### Stored entries
use log::{info, warn};

use crate::error::Result;
use crate::model::{api::vote::ElectionDeletion, mongodb::Id};
use crate::store::{LedgerPurge, Stores};

use super::eligibility::load_election;

/// Delete an election together with all of its votes.
///
/// Votes go first, then the election, then any vote that slipped in between
/// is swept up, so no vote outlives its election. Clearing voters'
/// `has_voted` entries is best-effort.
pub async fn delete_election(stores: &Stores, election_id: Id) -> Result<ElectionDeletion> {
    load_election(stores, election_id).await?;

    let purge = stores.ledger.delete_all_for_election(election_id).await?;
    clear_has_voted(stores, election_id, &purge).await;

    stores.elections.delete(election_id).await?;

    let sweep = stores.ledger.delete_all_for_election(election_id).await?;
    if sweep.deleted > 0 {
        warn!(
            "Swept {} vote(s) cast while election {election_id} was being deleted",
            sweep.deleted
        );
        clear_has_voted(stores, election_id, &sweep).await;
    }

    let late_voters = sweep
        .voters
        .iter()
        .filter(|voter| !purge.voters.contains(voter))
        .count();
    let deletion = ElectionDeletion {
        deleted_votes: purge.deleted + sweep.deleted,
        affected_voters: purge.voters.len() + late_voters,
    };
    info!(
        "Deleted election {election_id} with {} vote(s) from {} voter(s)",
        deletion.deleted_votes, deletion.affected_voters
    );
    Ok(deletion)
}

async fn clear_has_voted(stores: &Stores, election_id: Id, purge: &LedgerPurge) {
    let mut failures = 0;
    for voter_id in &purge.voters {
        if let Err(e) = stores.voters.clear_has_voted(*voter_id, election_id).await {
            warn!("Failed to clear has_voted for voter {voter_id} in election {election_id}: {e}");
            failures += 1;
        }
    }
    if failures > 0 {
        warn!(
            "{failures} of {} has_voted entries for election {election_id} were left behind",
            purge.voters.len()
        );
    }
}
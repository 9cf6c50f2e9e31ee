//! For some reason, the mongodb crate doesn't provide error code constants.
//! This module fills in the gaps.

use mongodb::error::{Error as DbError, ErrorKind, WriteFailure};

pub const DUPLICATE_KEY: i32 = 11000;

/// Return true if the given error is a unique index violation.
pub fn is_duplicate_key_error(err: &DbError) -> bool {
    match *err.kind {
        ErrorKind::Write(WriteFailure::WriteError(ref e)) => e.code == DUPLICATE_KEY,
        _ => false,
    }
}

/// Return true if the given error came from a stored document not matching its Rust type.
pub fn is_deserialization_error(err: &DbError) -> bool {
    matches!(*err.kind, ErrorKind::BsonDeserialization(_))
}
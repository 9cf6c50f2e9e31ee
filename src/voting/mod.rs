//! The voting engine: eligibility, casting, tallying and the clean-up paths
//! that keep the vote ledger consistent with the elections it refers to.
//!
//! Every operation takes the current time explicitly so the time-dependent
//! rules (the voting window) stay deterministic under test.

mod cascade;
mod casting;
mod eligibility;
mod history;
mod tally;
pub mod validator;

pub use cascade::delete_election;
pub use casting::cast_vote;
pub use eligibility::check_eligibility;
pub use history::{voting_history, VotingHistory};
pub use tally::{compute_results, merge_counts};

### PROBLEM STATEMENT
Write out every entry again exactly, please, with nothing missing.

### RESPONSE TO THE EXERCISE
use log::{info, warn};

use crate::error::Result;
use crate::model::{api::vote::ElectionDeletion, mongodb::Id};
use crate::store::{LedgerPurge, Stores};

use super::eligibility::load_election;

/// Delete an election together with all of its votes.
///
/// Votes go first, then the election, then any vote that slipped in between
/// is swept up, so no vote outlives its election. Clearing voters'
/// `has_voted` entries is best-effort.
pub async fn delete_election(stores: &Stores, election_id: Id) -> Result<ElectionDeletion> {
    load_election(stores, election_id).await?;

    let purge = stores.ledger.delete_all_for_election(election_id).await?;
    clear_has_voted(stores, election_id, &purge).await;

    stores.elections.delete(election_id).await?;

    let sweep = stores.ledger.delete_all_for_election(election_id).await?;
    if sweep.deleted > 0 {
        warn!(
            "Swept {} vote(s) cast while election {election_id} was being deleted",
            sweep.deleted
        );
        clear_has_voted(stores, election_id, &sweep).await;
    }

    let late_voters = sweep
        .voters
        .iter()
        .filter(|voter| !purge.voters.contains(voter))
        .count();
    let deletion = ElectionDeletion {
        deleted_votes: purge.deleted + sweep.deleted,
        affected_voters: purge.voters.len() + late_voters,
    };
    info!(
        "Deleted election {election_id} with {} vote(s) from {} voter(s)",
        deletion.deleted_votes, deletion.affected_voters
    );
    Ok(deletion)
}

async fn clear_has_voted(stores: &Stores, election_id: Id, purge: &LedgerPurge) {
    let mut failures = 0;
    for voter_id in &purge.voters {
        if let Err(e) = stores.voters.clear_has_voted(*voter_id, election_id).await {
            warn!("Failed to clear has_voted for voter {voter_id} in election {election_id}: {e}");
            failures += 1;
        }
    }
    if failures > 0 {
        warn!(
            "{failures} of {} has_voted entries for election {election_id} were left behind",
            purge.voters.len()
        );
    }
}
repository 9cf6c50f2e9e31ee
//! For some reason, the mongodb crate doesn't provide error code constants.
//! This module fills in the gaps.

use mongodb::error::{Error as DbError, ErrorKind, WriteFailure};

pub const DUPLICATE_KEY: i32 = 11000;

/// Return true if the given error is a unique index violation.
pub fn is_duplicate_key_error(err: &DbError) -> bool {
    match *err.kind {
        ErrorKind::Write(WriteFailure::WriteError(ref e)) => e.code == DUPLICATE_KEY,
        _ => false,
    }
}

/// Return true if the given error came from a stored document not matching its Rust type.
pub fn is_deserialization_error(err: &DbError) -> bool {
    matches!(*err.kind, ErrorKind::BsonDeserialization(_))
}
repository 9cf6c50f2e9e31ee
filename src/voting/mod.rs
//! The voting engine: eligibility, casting, tallying and the clean-up paths
//! that keep the vote ledger consistent with the elections it refers to.
//!
//! Every operation takes the current time explicitly so the time-dependent
//! rules (the voting window) stay deterministic under test.

mod cascade;
mod casting;
mod eligibility;
mod history;
mod tally;
pub mod validator;

pub use cascade::delete_election;
pub use casting::cast_vote;
pub use eligibility::check_eligibility;
pub use history::{voting_history, VotingHistory};
pub use tally::{compute_results, merge_counts};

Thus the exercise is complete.